- **Work task**
Go through the entries below and tally each line holding the string "pair". Return the number only.

[Opening Provided entries section]

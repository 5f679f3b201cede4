// Route exports
pub mod scores;

use actix_web::web;

pub fn configure_routes(cfg: &mut web::ServiceConfig) {
    cfg.service(web::scope("/api/v1").configure(scores::configure));
}
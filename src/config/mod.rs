mod server;

pub use server::ServerConfig;
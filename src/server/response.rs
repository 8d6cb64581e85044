use axum::{
    http::{StatusCode, header},
    response::{IntoResponse, Response},
};

use crate::error::Result as StoreResult;

/// 302 redirect to a fixed target path. Every authentication and
/// authorization failure, and every successful mutation, funnels through
/// this; no other status codes are used for control flow.
#[must_use]
pub fn redirect(to: &str) -> Response {
    (StatusCode::FOUND, [(header::LOCATION, to.to_string())]).into_response()
}

/// Page-level error that converts to an HTTP response.
///
/// Store failures end up here as a 500 with a logged diagnostic; the
/// request dies, the process does not.
pub struct PageError {
    pub status: StatusCode,
    pub message: String,
}

impl PageError {
    #[must_use]
    pub fn internal(message: impl Into<String>) -> Self {
        Self {
            status: StatusCode::INTERNAL_SERVER_ERROR,
            message: message.into(),
        }
    }
}

impl IntoResponse for PageError {
    fn into_response(self) -> Response {
        (self.status, self.message).into_response()
    }
}

/// Extension trait for converting store results to page errors with a
/// custom message.
pub trait StoreResultExt<T> {
    fn page_err(self, message: &'static str) -> Result<T, PageError>;
}

impl<T> StoreResultExt<T> for StoreResult<T> {
    fn page_err(self, message: &'static str) -> Result<T, PageError> {
        self.map_err(|e| {
            tracing::error!("{message}: {e}");
            PageError::internal(message)
        })
    }
}
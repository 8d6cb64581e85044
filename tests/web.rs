use std::sync::Arc;

use axum::Router;
use axum::body::Body;
use axum::http::{Request, StatusCode, header};
use axum_extra::extract::cookie::Key;
use chrono::Utc;
use tempfile::TempDir;
use tower::ServiceExt;
use uuid::Uuid;

use deskreg::server::{AppState, create_router};
use deskreg::session::MemorySessionStore;
use deskreg::store::{SqliteStore, Store};
use deskreg::types::{Office, User};

struct TestApp {
    router: Router,
    store: Arc<SqliteStore>,
    _temp: TempDir,
}

impl TestApp {
    fn new() -> Self {
        let temp = TempDir::new().unwrap();
        let store = Arc::new(SqliteStore::new(temp.path().join("deskreg.db")).unwrap());
        store.initialize().unwrap();

        let state = Arc::new(AppState {
            store: store.clone(),
            sessions: Arc::new(MemorySessionStore::new()),
            cookie_key: Key::generate(),
            asset_dir: temp.path().join("asset"),
        });

        TestApp {
            router: create_router(state),
            store,
            _temp: temp,
        }
    }

    fn seed_user(&self, username: &str, password: &str, usergroup: &str) -> User {
        let user = User {
            id: Uuid::new_v4().to_string(),
            username: username.to_string(),
            email: format!("{username}@example.com"),
            password: password.to_string(),
            usergroup: usergroup.to_string(),
            created_at: Utc::now(),
        };
        self.store.create_user(&user).unwrap();
        user
    }

    async fn get(&self, path: &str, cookie: Option<&str>) -> axum::response::Response {
        let mut builder = Request::builder().uri(path);
        if let Some(cookie) = cookie {
            builder = builder.header(header::COOKIE, cookie);
        }
        let request = builder.body(Body::empty()).unwrap();
        self.router.clone().oneshot(request).await.unwrap()
    }

    async fn post(&self, path: &str, cookie: Option<&str>, body: &str) -> axum::response::Response {
        let mut builder = Request::builder()
            .method("POST")
            .uri(path)
            .header(header::CONTENT_TYPE, "application/x-www-form-urlencoded");
        if let Some(cookie) = cookie {
            builder = builder.header(header::COOKIE, cookie);
        }
        let request = builder.body(Body::from(body.to_string())).unwrap();
        self.router.clone().oneshot(request).await.unwrap()
    }

    /// Logs in and returns the session cookie pair to replay on later
    /// requests. Panics if the credentials are rejected.
    async fn login(&self, username: &str, password: &str) -> String {
        let body = format!("username={username}&password={password}");
        let response = self.post("/user/login", None, &body).await;
        assert_eq!(response.status(), StatusCode::FOUND);
        assert_eq!(location(&response), "/user");

        let set_cookie = response
            .headers()
            .get(header::SET_COOKIE)
            .expect("login should set the session cookie")
            .to_str()
            .unwrap();
        set_cookie
            .split(';')
            .next()
            .unwrap()
            .to_string()
    }
}

fn location(response: &axum::response::Response) -> &str {
    response
        .headers()
        .get(header::LOCATION)
        .expect("expected a Location header")
        .to_str()
        .unwrap()
}

async fn body_text(response: axum::response::Response) -> String {
    let bytes = axum::body::to_bytes(response.into_body(), usize::MAX)
        .await
        .unwrap();
    String::from_utf8(bytes.to_vec()).unwrap()
}

#[tokio::test]
async fn test_anonymous_visitor_is_sent_to_landing_page() {
    let app = TestApp::new();

    for path in ["/user", "/user/account", "/admin", "/itdb", "/itdb/pc/sibu"] {
        let response = app.get(path, None).await;
        assert_eq!(response.status(), StatusCode::FOUND, "path {path}");
        assert_eq!(location(&response), "/", "path {path}");
    }
}

#[tokio::test]
async fn test_public_pages_do_not_require_a_session() {
    let app = TestApp::new();

    assert_eq!(app.get("/", None).await.status(), StatusCode::OK);
    assert_eq!(app.get("/about", None).await.status(), StatusCode::OK);
    assert_eq!(app.get("/health", None).await.status(), StatusCode::OK);
}

#[tokio::test]
async fn test_login_with_wrong_password_bounces_with_message() {
    let app = TestApp::new();
    app.seed_user("alice", "secret", "normal");

    let response = app
        .post("/user/login", None, "username=alice&password=nope")
        .await;
    assert_eq!(response.status(), StatusCode::FOUND);
    assert_eq!(
        location(&response),
        "/?message=wrong%20username%20or%20password"
    );
    assert!(response.headers().get(header::SET_COOKIE).is_none());

    // The landing page echoes the message back.
    let page = body_text(
        app.get("/?message=wrong%20username%20or%20password", None).await,
    )
    .await;
    assert!(page.contains("wrong username or password"));
}

#[tokio::test]
async fn test_login_then_user_page_greets_by_name() {
    let app = TestApp::new();
    app.seed_user("alice", "secret", "normal");

    let cookie = app.login("alice", "secret").await;
    let response = app.get("/user", Some(&cookie)).await;
    assert_eq!(response.status(), StatusCode::OK);
    assert!(body_text(response).await.contains("alice"));
}

#[tokio::test]
async fn test_normal_user_is_bounced_from_admin_and_itdb() {
    let app = TestApp::new();
    app.seed_user("alice", "secret", "normal");
    let cookie = app.login("alice", "secret").await;

    for path in ["/admin", "/admin/usermanagement", "/itdb", "/itdb/pc/sibu"] {
        let response = app.get(path, Some(&cookie)).await;
        assert_eq!(response.status(), StatusCode::FOUND, "path {path}");
        assert_eq!(location(&response), "/user", "path {path}");
    }
}

#[tokio::test]
async fn test_admin_reaches_admin_and_itdb_pages() {
    let app = TestApp::new();
    app.seed_user("root", "secret", "admin");
    let cookie = app.login("root", "secret").await;

    for path in ["/admin", "/admin/usermanagement", "/itdb", "/itdb/pc/sibu"] {
        let response = app.get(path, Some(&cookie)).await;
        assert_eq!(response.status(), StatusCode::OK, "path {path}");
    }
}

#[tokio::test]
async fn test_logout_invalidates_the_session() {
    let app = TestApp::new();
    app.seed_user("alice", "secret", "normal");
    let cookie = app.login("alice", "secret").await;

    let response = app.get("/user/logout", Some(&cookie)).await;
    assert_eq!(response.status(), StatusCode::FOUND);
    assert_eq!(location(&response), "/");

    // The old cookie no longer grants access.
    let response = app.get("/user", Some(&cookie)).await;
    assert_eq!(response.status(), StatusCode::FOUND);
    assert_eq!(location(&response), "/");
}

#[tokio::test]
async fn test_admin_creates_and_deletes_a_user() {
    let app = TestApp::new();
    app.seed_user("root", "secret", "admin");
    let cookie = app.login("root", "secret").await;

    let response = app
        .post(
            "/admin/usermanagement/newuser/submit",
            Some(&cookie),
            "username=bob&email=bob%40example.com&password=pw&usergroup=normal",
        )
        .await;
    assert_eq!(response.status(), StatusCode::FOUND);
    assert_eq!(location(&response), "/admin/usermanagement");

    let bob = app
        .store
        .get_user_by_username("bob")
        .unwrap()
        .expect("bob should exist");
    assert_eq!(bob.usergroup, "normal");

    // A duplicate username re-renders the form with an explanation.
    let response = app
        .post(
            "/admin/usermanagement/newuser/submit",
            Some(&cookie),
            "username=bob&email=&password=pw&usergroup=normal",
        )
        .await;
    assert_eq!(response.status(), StatusCode::OK);
    assert!(body_text(response).await.contains("username already exists"));

    // An unrecognized usergroup is rejected outright.
    let response = app
        .post(
            "/admin/usermanagement/newuser/submit",
            Some(&cookie),
            "username=carol&email=&password=pw&usergroup=master",
        )
        .await;
    assert_eq!(response.status(), StatusCode::OK);
    assert!(body_text(response).await.contains("unknown usergroup"));
    assert!(app.store.get_user_by_username("carol").unwrap().is_none());

    let response = app
        .get(
            &format!("/admin/usermanagement/deleteuser/{}", bob.id),
            Some(&cookie),
        )
        .await;
    assert_eq!(response.status(), StatusCode::FOUND);
    assert!(app.store.get_user_by_username("bob").unwrap().is_none());

    // Deleting a vanished id is a quiet no-op.
    let response = app
        .get(
            &format!("/admin/usermanagement/deleteuser/{}", bob.id),
            Some(&cookie),
        )
        .await;
    assert_eq!(response.status(), StatusCode::FOUND);
}
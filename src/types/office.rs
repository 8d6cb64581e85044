use std::fmt;

use serde::{Deserialize, Serialize};

/// Scoping key selecting which pair of parallel PC/printer tables a request
/// operates on. Unrecognized office strings parse to `None`; callers treat
/// that as an empty result set and a no-op mutation rather than an error.
#[derive(Debug, Clone, Copy, PartialEq, Eq, Serialize, Deserialize)]
#[serde(rename_all = "lowercase")]
pub enum Office {
    Sibu,
    Kapit,
}

impl Office {
    pub const ALL: [Office; 2] = [Office::Sibu, Office::Kapit];

    pub fn parse(s: &str) -> Option<Office> {
        match s {
            "sibu" => Some(Office::Sibu),
            "kapit" => Some(Office::Kapit),
            _ => None,
        }
    }

    #[must_use]
    pub const fn as_str(self) -> &'static str {
        match self {
            Office::Sibu => "sibu",
            Office::Kapit => "kapit",
        }
    }

    #[must_use]
    pub const fn pc_table(self) -> &'static str {
        match self {
            Office::Sibu => "pc_sibu",
            Office::Kapit => "pc_kapit",
        }
    }

    #[must_use]
    pub const fn printer_table(self) -> &'static str {
        match self {
            Office::Sibu => "printer_sibu",
            Office::Kapit => "printer_kapit",
        }
    }
}

impl fmt::Display for Office {
    fn fmt(&self, f: &mut fmt::Formatter<'_>) -> fmt::Result {
        f.write_str(self.as_str())
    }
}

#[cfg(test)]
mod tests {
    use super::*;

    #[test]
    fn test_parse_known_offices() {
        assert_eq!(Office::parse("sibu"), Some(Office::Sibu));
        assert_eq!(Office::parse("kapit"), Some(Office::Kapit));
    }

    #[test]
    fn test_parse_unknown_office() {
        assert_eq!(Office::parse("kuching"), None);
        assert_eq!(Office::parse(""), None);
        assert_eq!(Office::parse("Sibu"), None);
    }

    #[test]
    fn test_table_names_are_parallel() {
        for office in Office::ALL {
            assert!(office.pc_table().starts_with("pc_"));
            assert!(office.printer_table().starts_with("printer_"));
            assert!(office.pc_table().ends_with(office.as_str()));
            assert!(office.printer_table().ends_with(office.as_str()));
        }
    }
}
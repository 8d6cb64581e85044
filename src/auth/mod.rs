mod credentials;
mod middleware;

pub use credentials::verify_login;
pub use middleware::{AuthError, CurrentUser, RequireAdmin, RequireItdb, RequireLogin};
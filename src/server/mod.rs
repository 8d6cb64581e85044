mod admin;
pub mod dto;
mod itdb;
mod pages;
pub mod render;
pub mod response;
mod router;
mod user;

pub use admin::admin_router;
pub use itdb::itdb_router;
pub use router::{AppState, CookieKey, create_router};
pub use user::user_router;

[Closing Provided entries section]

- **Task answer**
2